No la despidió a Mona Mancuello, no tuvo corazón para hacerlo. Pese a no necesitarla, cuando la recuperación ya era evidente, le pidió que viniera una vez por semana para revisarle la herida, algo innecesario –ya le habían sacado los puntos–, pero que al menos no lo obligaba a prescindir de ella. Mona, intuitiva, lo primereó: “No se haga problema, señor Jota, mi trabajo es así: cuando se termina, se termina. Eso sí, en caso de necesitarme, me llama a la hora que sea y yo vengo. Para lo que necesite”. Jota le pagó, le dio una buena propina y la despidió con afecto. Cuando vio la silueta compacta e inmaculada desaparecer al doblar la esquina, pensó que ya había poca gente como Mona Mancuello, que la iba a extrañar más que a Marijú, que tal vez, en el fondo, a quien extrañaba era a su madre, pero bueno... esas cosas no se resolvían tan veloz ni fácilmente, o peor aún, no tenían solución cuando se trataba de muertos.

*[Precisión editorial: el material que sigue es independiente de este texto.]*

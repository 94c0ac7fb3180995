//! The allocator collector: a two-phase trace over the native reference
//! graph, run when a release drops some allocator's count to zero,
//! followed by detach, notification and reclaim of everything that proved
//! unreachable.

use std::sync::Arc;

use crate::{domain::Domain, loader_allocator::LoaderAllocator};

/// Collects every unreferenced allocator reachable from `original`'s
/// domain, deletes their assemblies and remaining resources, and drains
/// the domain's pending-delete list. `original` is the allocator whose
/// release hit zero; it joins the to-destroy chain even if it never
/// loaded an assembly.
pub fn gc_loader_allocators(original: &Arc<LoaderAllocator>) {
    let domain = Arc::clone(original.domain());

    // Phases M, S and D. Allocators on the returned chain are no longer
    // reachable through the assembly list.
    let mut first_to_destroy = remove_assemblies(&domain);

    // Phase N: unload events and debugger notification. The unloaded flag
    // must be set before the debugger observes any teardown.
    let mut original_on_chain = false;
    let mut cursor = first_to_destroy.clone();
    while let Some(current) = cursor {
        debug_assert!(!current.is_alive());
        domain.engine().unload_event(&current);
        current.set_unloaded();

        for assembly in iterate_deletion_chain(&current) {
            domain.engine().notify_debugger_unload(&assembly);
        }

        if Arc::ptr_eq(&current, original) {
            original_on_chain = true;
        }
        cursor = current.destroy_next().lock().clone();
    }

    // The trigger may own no assemblies at all; it is still dead and must
    // be reclaimed with the rest.
    if !original_on_chain && !original.is_alive() {
        *original.destroy_next().lock() = first_to_destroy.take();
        first_to_destroy = Some(Arc::clone(original));
    }

    // Phase R: reclaim.
    let mut cursor = first_to_destroy;
    while let Some(current) = cursor {
        debug_assert!(!current.is_alive());

        current.delete_assemblies();
        current.release_managed_load_context();

        let engine = domain.engine();
        let suspend = !engine.at_process_exit();
        if suspend {
            // The only intentional stop-the-world in the protocol: cache
            // purges must observe a quiescent heap.
            engine.suspend();
        }

        engine.unload_code_manager(&current);
        current.uninit_virtual_call_stub_manager();
        domain.clear_jit_caches();

        if suspend {
            engine.restart();
        }

        let next = current.destroy_next().lock().take();
        domain.register_loader_allocator_for_deletion(&current);
        cursor = next;
    }

    // Final destructor invocation for everything queued above.
    domain.shutdown_free_loader_allocators();
}

/// Phases M, S and D: marks allocators reachable from live roots, chains
/// the unmarked dead ones, and removes their assemblies from the domain.
/// Returns the head of the to-destroy chain.
fn remove_assemblies(domain: &Arc<Domain>) -> Option<Arc<LoaderAllocator>> {
    // Phase M: every collectible allocator that is natively alive is a
    // root; mark it and everything its reference set reaches.
    {
        let assemblies = domain.assembly_list().lock();
        for assembly in assemblies.iter() {
            let allocator = match assembly.loader_allocator() {
                Some(allocator) => allocator,
                None => continue,
            };
            if allocator.is_collectible() && allocator.is_alive() {
                mark_reachable(&allocator);
            }
        }
    }

    let mut first_to_destroy: Option<Arc<LoaderAllocator>> = None;

    // Phase S: unmark survivors and chain the dead. Multiple assemblies
    // may share one allocator; the chain walk below keeps it linked once.
    {
        let _references_lock = domain.loader_allocator_references_lock().lock();
        let assemblies = domain.assembly_list().lock();

        for assembly in assemblies.iter() {
            let allocator = match assembly.loader_allocator() {
                Some(allocator) => allocator,
                None => continue,
            };
            if !allocator.is_collectible() {
                continue;
            }
            if allocator.is_marked() {
                allocator.clear_mark();
            } else if !allocator.is_alive() {
                let mut already_chained = false;
                let mut check = first_to_destroy.clone();
                while let Some(candidate) = check {
                    if Arc::ptr_eq(&candidate, &allocator) {
                        already_chained = true;
                        break;
                    }
                    check = candidate.destroy_next().lock().clone();
                }

                if !already_chained {
                    debug_assert!(allocator.first_assembly_to_delete().is_some());
                    *allocator.destroy_next().lock() = first_to_destroy.take();
                    first_to_destroy = Some(allocator);
                }
            }
        }

        // Allocators that never loaded an assembly are not visited above;
        // drop any mark the trace left on them so the next sweep starts
        // clean.
        for allocator in crate::loader_allocator::active_loader_allocators() {
            if Arc::ptr_eq(allocator.domain(), domain) {
                allocator.clear_mark();
            }
        }
    }

    // Phase D: detach. The chained allocators are unreachable outside
    // this sweep once their assemblies leave the domain list.
    let mut cursor = first_to_destroy.clone();
    while let Some(current) = cursor {
        debug_assert!(!current.is_alive());

        for assembly in iterate_deletion_chain(&current) {
            domain.remove_assembly(&assembly);
            if !assembly.is_dynamic() {
                domain.uncache_file(assembly.name());
                domain.remove_native_image_dependency(assembly.name());
            }
        }

        cursor = current.destroy_next().lock().clone();
    }

    first_to_destroy
}

/// Marks `root` and everything transitively reachable through reference
/// sets. Iterative with the mark bit as the visited set; reference sets
/// are small but graphs may be deep.
fn mark_reachable(root: &Arc<LoaderAllocator>) {
    let mut worklist = vec![Arc::clone(root)];
    while let Some(current) = worklist.pop() {
        if !current.try_mark() {
            continue;
        }
        let references = current.references().lock();
        for target in references.targets() {
            if !target.is_marked() {
                worklist.push(Arc::clone(target));
            }
        }
    }
}

fn iterate_deletion_chain(
    allocator: &Arc<LoaderAllocator>,
) -> crate::assembly::DomainAssemblyIterator {
    crate::assembly::DomainAssemblyIterator::new(allocator.first_assembly_to_delete())
}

Lentamente empezaba a recuperar su vida normal, y aunque debía andarse con cuidado, las cosas parecían retornar a su cauce como ocurría cíclicamente en Santa Fe luego de las inundaciones: todo quedaba medio destruido pero, aunque se modificaran los cursos antiguos, al menos el agua se retiraba, y el sol empezaba a secar todo lo húmedo.

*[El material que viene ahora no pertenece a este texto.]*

//! Opaque managed-object references and the slot storage behind loader
//! handles.
//!
//! The runtime embedding this crate owns the managed heap; a reference is
//! treated here as an opaque machine word that is never dereferenced.

use std::fmt;

use atomic::Atomic;
use parking_lot::Mutex;

/// An opaque reference to a managed object. Null is a valid value and
/// means "no object".
#[derive(Clone, Copy, PartialEq, Eq)]
#[repr(transparent)]
pub struct ObjectRef(*mut u8);

impl ObjectRef {
    pub const fn null() -> Self {
        Self(std::ptr::null_mut())
    }

    pub fn from_ptr(ptr: *mut u8) -> Self {
        Self(ptr)
    }

    pub fn as_ptr(self) -> *mut u8 {
        self.0
    }

    pub fn is_null(self) -> bool {
        self.0.is_null()
    }
}

impl fmt::Debug for ObjectRef {
    fn fmt(&self, f: &mut fmt::Formatter<'_>) -> fmt::Result {
        write!(f, "ObjectRef({:p})", self.0)
    }
}

// The word is opaque; it is never dereferenced by this crate.
unsafe impl Send for ObjectRef {}
unsafe impl Sync for ObjectRef {}

/// A fixed-length array of managed-reference slots. Handle-table instances
/// are immutable in length after publication; growth replaces the whole
/// array.
pub struct ObjectArray {
    slots: Box<[Atomic<ObjectRef>]>,
}

impl ObjectArray {
    pub fn new(len: usize) -> Box<Self> {
        let slots = (0..len)
            .map(|_| Atomic::new(ObjectRef::null()))
            .collect::<Vec<_>>()
            .into_boxed_slice();
        Box::new(Self { slots })
    }

    pub fn len(&self) -> usize {
        self.slots.len()
    }

    pub fn is_empty(&self) -> bool {
        self.slots.is_empty()
    }

    #[inline(always)]
    pub fn get(&self, index: usize) -> ObjectRef {
        self.slots[index].load(atomic::Ordering::Relaxed)
    }

    #[inline(always)]
    pub fn set(&self, index: usize, value: ObjectRef) {
        self.slots[index].store(value, atomic::Ordering::Relaxed);
    }

    pub fn compare_exchange(&self, index: usize, compare: ObjectRef, value: ObjectRef) -> ObjectRef {
        match self.slots[index].compare_exchange(
            compare,
            value,
            atomic::Ordering::SeqCst,
            atomic::Ordering::SeqCst,
        ) {
            Ok(previous) => previous,
            Err(previous) => previous,
        }
    }
}

const PINNED_CHUNK_SLOTS: usize = 64;

/// Pool of pinned reference slots for the non-collectible handle encoding.
/// Slots are allocated one at a time, never freed, and their addresses are
/// stable for the life of the domain.
pub struct PinnedSlotPool {
    chunks: Mutex<PinnedChunks>,
}

struct PinnedChunks {
    chunks: Vec<Box<[Atomic<ObjectRef>]>>,
    used_in_last: usize,
}

impl PinnedSlotPool {
    pub fn new() -> Self {
        Self {
            chunks: Mutex::new(PinnedChunks {
                chunks: Vec::new(),
                used_in_last: PINNED_CHUNK_SLOTS,
            }),
        }
    }

    /// Returns a stable pointer to a fresh null slot.
    pub fn allocate(&self) -> *const Atomic<ObjectRef> {
        let mut inner = self.chunks.lock();
        if inner.used_in_last == PINNED_CHUNK_SLOTS {
            let chunk = (0..PINNED_CHUNK_SLOTS)
                .map(|_| Atomic::new(ObjectRef::null()))
                .collect::<Vec<_>>()
                .into_boxed_slice();
            inner.chunks.push(chunk);
            inner.used_in_last = 0;
        }
        let chunk = inner.chunks.last().unwrap();
        let slot = &chunk[inner.used_in_last] as *const Atomic<ObjectRef>;
        inner.used_in_last += 1;
        slot
    }
}

impl Default for PinnedSlotPool {
    fn default() -> Self {
        Self::new()
    }
}

#[cfg(test)]
mod tests {
    use super::*;

    #[test]
    fn pinned_slots_are_stable_and_distinct() {
        let pool = PinnedSlotPool::new();
        let mut seen = Vec::new();
        for _ in 0..3 * PINNED_CHUNK_SLOTS {
            let slot = pool.allocate();
            assert!(!seen.contains(&slot));
            seen.push(slot);
        }
        let first = seen[0];
        unsafe {
            (*first).store(ObjectRef::from_ptr(0x40 as *mut u8), atomic::Ordering::Relaxed);
            assert_eq!(
                (*first).load(atomic::Ordering::Relaxed),
                ObjectRef::from_ptr(0x40 as *mut u8)
            );
        }
    }
}
#[cfg(test)]
mod tests {
    use super::*;
    use crate::filter::EntityFilter;
    use ifc_lbd_model::{BuildingEntity, ModelBuilder};

    const GUID_A: &str = "0$3AJYd51AFAvN3gNnR1h1";
    const GUID_B: &str = "2O2Fr$t4X7Zf8NOew3FNr2";

    fn options() -> ConversionOptions {
        ConversionOptions::new().with_base_uri("http://example.org/test/")
    }

    #[test]
    fn test_relation_plan_covers_every_category() {
        for category in Category::ALL {
            assert!(RELATION_PLAN.iter().any(|r| r.source == category));
        }
    }

    #[test]
    fn test_identity_order() {
        let model = ModelBuilder::new()
            .entity(
                BuildingEntity::new(1, Category::Site)
                    .with_global_id(GUID_A)
                    .with_name("Campus")
                    .with_description("North"),
            )
            .build()
            .unwrap();

        let conversion = convert(&model, &options()).unwrap();
        let block = conversion.graph.block("site_1").unwrap();
        let predicates: Vec<&str> = block.triples.iter().map(|t| t.predicate.as_str()).collect();
        assert_eq!(
            predicates,
            vec!["a", "rdfs:label", "rdfs:comment", "bot:hasGuid", "props:hasCompressedGuid"]
        );
    }

    #[test]
    fn test_wrong_category_target_dropped() {
        let model = ModelBuilder::new()
            .entity(BuildingEntity::new(1, Category::Site).with_global_id(GUID_A))
            .entity(BuildingEntity::new(2, Category::Storey).with_global_id(GUID_B))
            .decompose(1, [2])
            .build()
            .unwrap();

        let conversion = convert(&model, &options()).unwrap();
        let site = conversion.graph.block("site_1").unwrap();
        assert_eq!(site.with_predicate("bot:hasBuilding").count(), 0);
        assert_eq!(
            conversion.report.warnings,
            vec![DanglingReference::UnresolvedTarget {
                node: "site_1".to_string(),
                predicate: "bot:hasBuilding",
                target: EntityId(2),
                expected: Category::Building,
            }]
        );
    }

    #[test]
    fn test_disabled_target_warned_once() {
        let model = ModelBuilder::new()
            .entity(BuildingEntity::new(1, Category::Storey).with_global_id(GUID_A))
            .entity(BuildingEntity::new(2, Category::Storey).with_global_id(GUID_B))
            .build()
            .unwrap();
        let options = options().with_filter(EntityFilter::none().with(Category::Storey, true));

        let conversion = convert(&model, &options).unwrap();
        assert_eq!(
            conversion.report.warnings,
            vec![
                DanglingReference::DisabledTarget {
                    source: Category::Storey,
                    predicate: "bot:hasSpace",
                    target: Category::Space,
                },
                DanglingReference::DisabledTarget {
                    source: Category::Storey,
                    predicate: "bot:containsElement",
                    target: Category::Element,
                },
            ]
        );
        assert_eq!(conversion.report.nodes.get(&Category::Storey), Some(&2));
        assert_eq!(conversion.report.nodes.get(&Category::Site), None);
    }

    #[test]
    fn test_properties_disabled() {
        let model = ModelBuilder::new()
            .entity(
                BuildingEntity::new(1, Category::Space)
                    .with_global_id(GUID_A)
                    .with_attribute_set(
                        ifc_lbd_model::AttributeSet::new("Pset").with("Area", 12.5),
                    ),
            )
            .build()
            .unwrap();

        let conversion = convert(&model, &options().with_properties(false)).unwrap();
        assert!(conversion.audit.is_empty());
        assert_eq!(conversion.graph.triple_count(), 3);
    }
}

Volvió al trabajo. Las cosas en la oficina no presentaban grandes cambios, a excepción del pibe que habían puesto a hacer parte de su tarea, trasladado circunstancialmente desde otro escritorio. Le aguardaba un intenso período de puesta al día de papeles que no habían sido ingresados en el sistema. El chico apenas había sacado lo urgente y comenzaban a atrasarse las actualizaciones. No se trataba de una ciencia oculta, apenas de dedicación; en un par de semanas también aquello volvería a la normalidad. Llevaba muchísimos años trabajando en la Administración de la Morgue Judicial, y salvo algunos cambios cosméticos que impuso la tecnología, nada había cambiado del todo. No era un gran sueldo ni tampoco un trabajo abrumador; una vez al mes debía trasladarse hasta el cementerio, donde funcionaba la morgue real, a completar papeles, fichas dactiloscópicas, dentales, historias clínicas que ahora la cibernética convertía en epicrisis, y otros asientos burocráticos. Se ubicaba en un par de oficinas mugrientas, lindantes con la sala y laboratorio donde trabajaban los evisceradores, tres o cuatro muchachos cansinos que, cada tanto, recibían la supervisión de un médico oficial, completaba su tarea y se escabullía con rapidez del lugar. Esa era en realidad la fábrica que alimentaba todo el trabajo administrativo: a partir de los cadáveres surgían los expedientes, una transparente línea de producción que producía papelerío, trabajos, sueldos, vidas enteras derramadas sobre escritorios, todo erigido en base al incidente que originaba una muerte, algo terminal, a veces trágico, cuya consecuencia era la necesidad de un acto administrativo, de un preciso agente estatal que ocuparía el cargo, con suerte, hasta el momento de la jubilación. Y aunque la mayoría de las muertes, naturales o accidentales, discurrieran apenas como un asiento contable, Jota solía pensar de vez en cuando en la paradoja de que un fallecimiento, algo que podía alterar drásticamente la vida de los sobrevivientes, para él no superaba el registro legal, un renglón más en la planilla.